Brief → Go through the entries below from the first line and transcribe each one exactly, ending with the line that contains "original design and".

::::::::

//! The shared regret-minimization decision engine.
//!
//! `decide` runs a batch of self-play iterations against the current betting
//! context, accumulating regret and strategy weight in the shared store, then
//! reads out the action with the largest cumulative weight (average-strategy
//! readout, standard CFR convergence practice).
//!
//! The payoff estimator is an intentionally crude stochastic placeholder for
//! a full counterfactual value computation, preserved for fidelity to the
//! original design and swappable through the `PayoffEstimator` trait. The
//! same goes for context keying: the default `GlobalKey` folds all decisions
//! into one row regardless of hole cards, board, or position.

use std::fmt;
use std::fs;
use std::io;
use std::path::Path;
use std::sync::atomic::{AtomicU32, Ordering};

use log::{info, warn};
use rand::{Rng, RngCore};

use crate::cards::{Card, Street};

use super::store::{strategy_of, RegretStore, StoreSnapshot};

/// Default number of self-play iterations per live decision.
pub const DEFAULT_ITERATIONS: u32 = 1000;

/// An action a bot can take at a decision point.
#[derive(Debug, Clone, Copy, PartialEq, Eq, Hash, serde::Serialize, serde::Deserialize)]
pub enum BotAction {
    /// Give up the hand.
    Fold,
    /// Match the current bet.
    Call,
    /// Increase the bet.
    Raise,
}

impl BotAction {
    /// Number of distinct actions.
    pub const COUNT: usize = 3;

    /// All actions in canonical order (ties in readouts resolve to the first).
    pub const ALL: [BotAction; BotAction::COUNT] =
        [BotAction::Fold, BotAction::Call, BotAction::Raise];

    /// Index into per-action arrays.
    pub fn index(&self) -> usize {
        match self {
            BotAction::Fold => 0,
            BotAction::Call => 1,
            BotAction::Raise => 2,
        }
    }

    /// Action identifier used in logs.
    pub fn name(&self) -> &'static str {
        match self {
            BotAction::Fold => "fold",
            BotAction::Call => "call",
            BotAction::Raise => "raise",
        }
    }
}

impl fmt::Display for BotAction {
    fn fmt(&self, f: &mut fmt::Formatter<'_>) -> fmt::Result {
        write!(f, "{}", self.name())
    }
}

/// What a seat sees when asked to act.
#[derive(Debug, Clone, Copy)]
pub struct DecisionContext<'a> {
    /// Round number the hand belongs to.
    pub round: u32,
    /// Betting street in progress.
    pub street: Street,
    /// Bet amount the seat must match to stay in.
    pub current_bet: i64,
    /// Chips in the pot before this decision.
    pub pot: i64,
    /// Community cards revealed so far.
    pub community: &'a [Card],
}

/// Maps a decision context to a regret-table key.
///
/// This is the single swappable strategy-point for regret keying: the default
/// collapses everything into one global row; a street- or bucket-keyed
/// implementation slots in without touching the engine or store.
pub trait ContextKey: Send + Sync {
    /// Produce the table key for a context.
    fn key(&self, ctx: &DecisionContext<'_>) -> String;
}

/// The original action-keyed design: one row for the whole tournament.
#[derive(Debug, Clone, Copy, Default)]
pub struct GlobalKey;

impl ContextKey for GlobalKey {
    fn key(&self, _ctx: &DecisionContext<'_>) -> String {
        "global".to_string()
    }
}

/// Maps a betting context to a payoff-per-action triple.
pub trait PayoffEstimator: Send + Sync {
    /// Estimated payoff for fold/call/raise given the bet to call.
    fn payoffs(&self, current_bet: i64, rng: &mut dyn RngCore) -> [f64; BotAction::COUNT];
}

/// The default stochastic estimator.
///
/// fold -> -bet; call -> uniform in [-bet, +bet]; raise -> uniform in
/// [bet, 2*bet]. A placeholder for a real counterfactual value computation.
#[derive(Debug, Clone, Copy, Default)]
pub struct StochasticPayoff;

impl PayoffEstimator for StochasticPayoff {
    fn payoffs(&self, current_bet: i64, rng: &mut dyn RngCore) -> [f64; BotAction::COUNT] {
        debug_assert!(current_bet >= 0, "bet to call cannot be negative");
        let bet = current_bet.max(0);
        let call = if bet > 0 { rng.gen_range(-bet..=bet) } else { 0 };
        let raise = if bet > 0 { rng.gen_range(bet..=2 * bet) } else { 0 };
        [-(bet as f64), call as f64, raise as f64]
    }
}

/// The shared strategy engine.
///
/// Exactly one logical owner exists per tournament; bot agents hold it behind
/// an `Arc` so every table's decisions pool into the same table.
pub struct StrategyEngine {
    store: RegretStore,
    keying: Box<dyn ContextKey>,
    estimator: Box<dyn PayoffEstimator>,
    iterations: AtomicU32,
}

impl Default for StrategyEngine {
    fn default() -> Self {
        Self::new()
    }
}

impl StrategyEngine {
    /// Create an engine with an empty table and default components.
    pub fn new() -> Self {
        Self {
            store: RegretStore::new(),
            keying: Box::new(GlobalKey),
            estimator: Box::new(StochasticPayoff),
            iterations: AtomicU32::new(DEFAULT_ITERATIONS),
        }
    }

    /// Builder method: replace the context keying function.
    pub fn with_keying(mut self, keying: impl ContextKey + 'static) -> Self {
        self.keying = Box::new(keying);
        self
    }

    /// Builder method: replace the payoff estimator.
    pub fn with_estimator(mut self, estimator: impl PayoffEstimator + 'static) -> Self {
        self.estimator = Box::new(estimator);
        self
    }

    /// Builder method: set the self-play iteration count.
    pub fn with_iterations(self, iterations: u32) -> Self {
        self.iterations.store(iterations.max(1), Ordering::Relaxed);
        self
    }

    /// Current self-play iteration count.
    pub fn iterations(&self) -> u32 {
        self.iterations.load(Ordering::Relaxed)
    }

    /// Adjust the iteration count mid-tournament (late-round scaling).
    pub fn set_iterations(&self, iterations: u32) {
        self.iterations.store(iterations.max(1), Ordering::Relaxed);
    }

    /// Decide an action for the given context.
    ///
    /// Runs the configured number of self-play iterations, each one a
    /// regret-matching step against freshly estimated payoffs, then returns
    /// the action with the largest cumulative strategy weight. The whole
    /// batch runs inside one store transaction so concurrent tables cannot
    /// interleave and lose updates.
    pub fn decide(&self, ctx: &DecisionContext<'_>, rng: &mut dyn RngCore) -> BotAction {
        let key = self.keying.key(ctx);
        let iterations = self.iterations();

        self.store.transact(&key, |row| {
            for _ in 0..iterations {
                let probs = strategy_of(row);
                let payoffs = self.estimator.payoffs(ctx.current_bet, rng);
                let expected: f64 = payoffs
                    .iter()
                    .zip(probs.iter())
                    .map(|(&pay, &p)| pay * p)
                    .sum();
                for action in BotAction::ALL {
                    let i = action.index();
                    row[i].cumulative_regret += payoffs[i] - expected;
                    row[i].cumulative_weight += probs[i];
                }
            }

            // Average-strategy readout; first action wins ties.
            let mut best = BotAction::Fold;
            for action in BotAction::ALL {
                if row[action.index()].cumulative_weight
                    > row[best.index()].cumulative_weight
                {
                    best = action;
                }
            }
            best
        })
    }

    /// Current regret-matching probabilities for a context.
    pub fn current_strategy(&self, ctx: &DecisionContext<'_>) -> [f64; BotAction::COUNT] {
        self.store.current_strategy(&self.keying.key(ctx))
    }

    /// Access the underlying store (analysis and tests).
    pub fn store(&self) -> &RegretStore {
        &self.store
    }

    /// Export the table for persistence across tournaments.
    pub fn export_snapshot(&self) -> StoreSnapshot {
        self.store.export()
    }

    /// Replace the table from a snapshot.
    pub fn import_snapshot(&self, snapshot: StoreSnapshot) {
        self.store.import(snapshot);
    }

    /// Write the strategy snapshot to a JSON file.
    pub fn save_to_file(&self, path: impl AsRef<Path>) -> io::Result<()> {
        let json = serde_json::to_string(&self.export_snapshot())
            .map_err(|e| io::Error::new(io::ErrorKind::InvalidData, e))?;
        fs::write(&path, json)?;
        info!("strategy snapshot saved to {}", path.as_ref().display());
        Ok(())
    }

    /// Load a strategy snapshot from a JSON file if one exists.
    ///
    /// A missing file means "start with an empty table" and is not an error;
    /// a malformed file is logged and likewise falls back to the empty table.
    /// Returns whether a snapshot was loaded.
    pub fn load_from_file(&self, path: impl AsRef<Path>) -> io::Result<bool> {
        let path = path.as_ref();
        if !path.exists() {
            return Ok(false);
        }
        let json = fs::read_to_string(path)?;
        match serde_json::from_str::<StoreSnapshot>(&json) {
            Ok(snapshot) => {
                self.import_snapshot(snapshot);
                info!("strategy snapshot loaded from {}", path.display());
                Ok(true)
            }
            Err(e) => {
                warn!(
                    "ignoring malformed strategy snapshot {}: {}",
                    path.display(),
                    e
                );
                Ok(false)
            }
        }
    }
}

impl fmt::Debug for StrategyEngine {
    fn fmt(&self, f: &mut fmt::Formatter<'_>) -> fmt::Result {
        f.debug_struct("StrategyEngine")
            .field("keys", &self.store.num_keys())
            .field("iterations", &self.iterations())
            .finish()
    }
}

::::::::

Reply to the task →
//! The shared regret-minimization decision engine.
//!
//! `decide` runs a batch of self-play iterations against the current betting
//! context, accumulating regret and strategy weight in the shared store, then
//! reads out the action with the largest cumulative weight (average-strategy
//! readout, standard CFR convergence practice).
//!
//! The payoff estimator is an intentionally crude stochastic placeholder for
//! a full counterfactual value computation, preserved for fidelity to the
//! original design and swappable through the `PayoffEstimator` trait. The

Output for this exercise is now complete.